I wish I could find quadcopter kit replacement parts to order...........

Anonymous
  • Great review!  Hopefully this constructive information can be used by the kit maker and improvements implemented.  This sounds like a kit that should be very popular with the right support.  Maybe there will be a v2 roadtest in the future to show improvements!

  • Thanks Sean - the videos taken at the football field were done without a cameraman, trying to coordinate talking, flying, and videoing was a challenge.

    The joypad joysticks are also small short knobs. Radio controller joysticks have textured grips and alot longer sticks for better flying control.

     

    It takes practice to fly a near frictionless vehicle (except for gravity). This quadcopter doesnt seem any more difficult to fly than my previous lightweight quadcopter flight experiences. 

    Like a new driver, I oversteer and overcompensate the copter controls.  Any criticism of my flying skills is deserved :-) I dont take offense to it.

    These lightweight copters are very susceptible to wind.

    The right side joypad switch scales the pitch and roll joystick, for reduced control, and full control.

    In some videos , the switch was selected for reduced control, and in some for full control. Its part of the learning process to pick the right one for environmental conditions.

    Another excuse - the calibration does not zero the joysticks. The joystick calibration does find endpoints, and the copter does self calibrate the gryo sensors on power up.

    To have more perfect controls, one would calibrate the pitch, roll, and yaw home joystick to zero at their "home" positions so the copter would perfectly hover (almost) never changing position while it moves up and down. This takes much more complexity and performance than I'd expect from this platform.

     

    Your final question, I leave recommendations up to the reader as it depends on their  particular goals to what features are interesting and important to them.
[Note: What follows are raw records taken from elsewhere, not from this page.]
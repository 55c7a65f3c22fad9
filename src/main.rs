use std::fs;
use std::io::Write;
use std::path::Path;

use anyhow::{Context, Result};
use clap::Parser;
use log::{info, warn};

use emote_atlas::cli::{CliArgs, Command, LayoutArgs, PackArgs};
use emote_atlas::config::{
    AtlasSettings, LoadedConfig, PackSettings, save_config, settings_to_config,
};
use emote_atlas::frame::load_frames;
use emote_atlas::output::{atlas_png_filename, compose_atlas, save_atlas_image, write_manifest};

#[allow(clippy::print_stderr)]
fn main() {
    if let Err(e) = run() {
        // Use eprintln instead of error! because logger may not be initialized
        // (e.g., config loading fails before logger init)
        eprintln!("Error: {:#}", e);
        std::process::exit(1);
    }
}

fn run() -> Result<()> {
    let cli = CliArgs::parse();

    match cli.command {
        Command::Pack(args) => run_pack(&args),
        Command::Layout(args) => run_layout(&args),
    }
}

fn init_logging(verbose: bool) {
    env_logger::Builder::new()
        .filter_level(if verbose {
            log::LevelFilter::Debug
        } else {
            log::LevelFilter::Info
        })
        .format_timestamp(None)
        .format_target(false)
        .init();
}

fn load_config(path: Option<&Path>) -> Result<Option<LoadedConfig>> {
    path.map(|p| {
        LoadedConfig::load(p).with_context(|| format!("failed to load config: {}", p.display()))
    })
    .transpose()
}

fn run_pack(args: &PackArgs) -> Result<()> {
    let loaded = load_config(args.config.as_deref())?;
    let settings = PackSettings::resolve(args, loaded.as_ref())?;

    init_logging(settings.atlas.verbose);
    info!("emote-atlas v{}", env!("CARGO_PKG_VERSION"));

    if let Some(path) = &args.save_config {
        let config_dir = path.parent().unwrap_or_else(|| Path::new("."));
        save_config(&settings_to_config(&settings, config_dir), path)?;
        info!("Saved settings to {}", path.display());
    }

    if !settings.output.exists() {
        fs::create_dir_all(&settings.output).with_context(|| {
            format!(
                "failed to create output directory {}",
                settings.output.display()
            )
        })?;
    }

    let base_dir = loaded.as_ref().map(|lc| lc.config_dir.as_path());
    let frames = load_frames(&settings.input, base_dir)?;
    info!("Loaded {} frames", frames.len());

    if settings.animation.anchors_mismatch(frames.len()) {
        warn!(
            "{} anchors given for {} frames",
            settings.animation.anchors.len(),
            frames.len()
        );
    }

    let mut builder = settings.atlas.builder();
    for frame in &frames {
        let size = frame.size();
        builder.add_rect(size.width, size.height);
    }
    let output = builder.build()?;

    for frame in output.unplaced.iter().filter_map(|&i| frames.get(i)) {
        warn!(
            "Frame '{}' ({}x{}) was not placed",
            frame.name,
            frame.width(),
            frame.height()
        );
    }

    let total = output.atlases.len();
    for atlas in &output.atlases {
        let image = compose_atlas(atlas, &frames)?;
        let path = settings
            .output
            .join(atlas_png_filename(&settings.name, atlas.index, total));
        save_atlas_image(&image, &path, settings.opaque, settings.compress)?;
        info!("Saved {}", path.display());
    }

    let names: Vec<String> = frames.iter().map(|f| f.name.clone()).collect();
    write_manifest(
        &output,
        &names,
        &settings.animation,
        &settings.output,
        &settings.name,
    )?;
    info!("Generated {}.json", settings.name);

    info!("Done!");

    Ok(())
}

fn run_layout(args: &LayoutArgs) -> Result<()> {
    let loaded = load_config(args.config.as_deref())?;
    let settings = AtlasSettings::resolve(&args.atlas, loaded.as_ref().map(|lc| &lc.config));

    init_logging(settings.verbose);

    let mut builder = settings.builder();
    for size in &args.sizes {
        builder.add_rect(size.width, size.height);
    }
    let output = builder.build()?;

    let json = serde_json::to_string_pretty(&output)?;
    let mut stdout = std::io::stdout().lock();
    writeln!(stdout, "{}", json)?;

    Ok(())
}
    One hand - Quality and spare part availability are very important to me. On the other hand - The chance to write and modify control software is a key feature that few other kits offer,

  • Really enjoyed the material. In retrospect, thank a holy deity my application wasn't selected. I don't believe I would have had the perseverance to overcome the obstacles. It is one thing to troubleshooting issues with the vendors support but going it alone when the goal is to provide feedback to a vendor is a frustration I'm not equipped to deal with.

     

    I watched your videos and am curious on flight. How difficult is the vehicle to fly? Your initial hover test ended up on its side. Then subsequent tests appears to the untrained eye, line riding a a bronco exercise. No criticism intended.

     

    Final question, would you recommend the product? If yes, what caveats would you apply?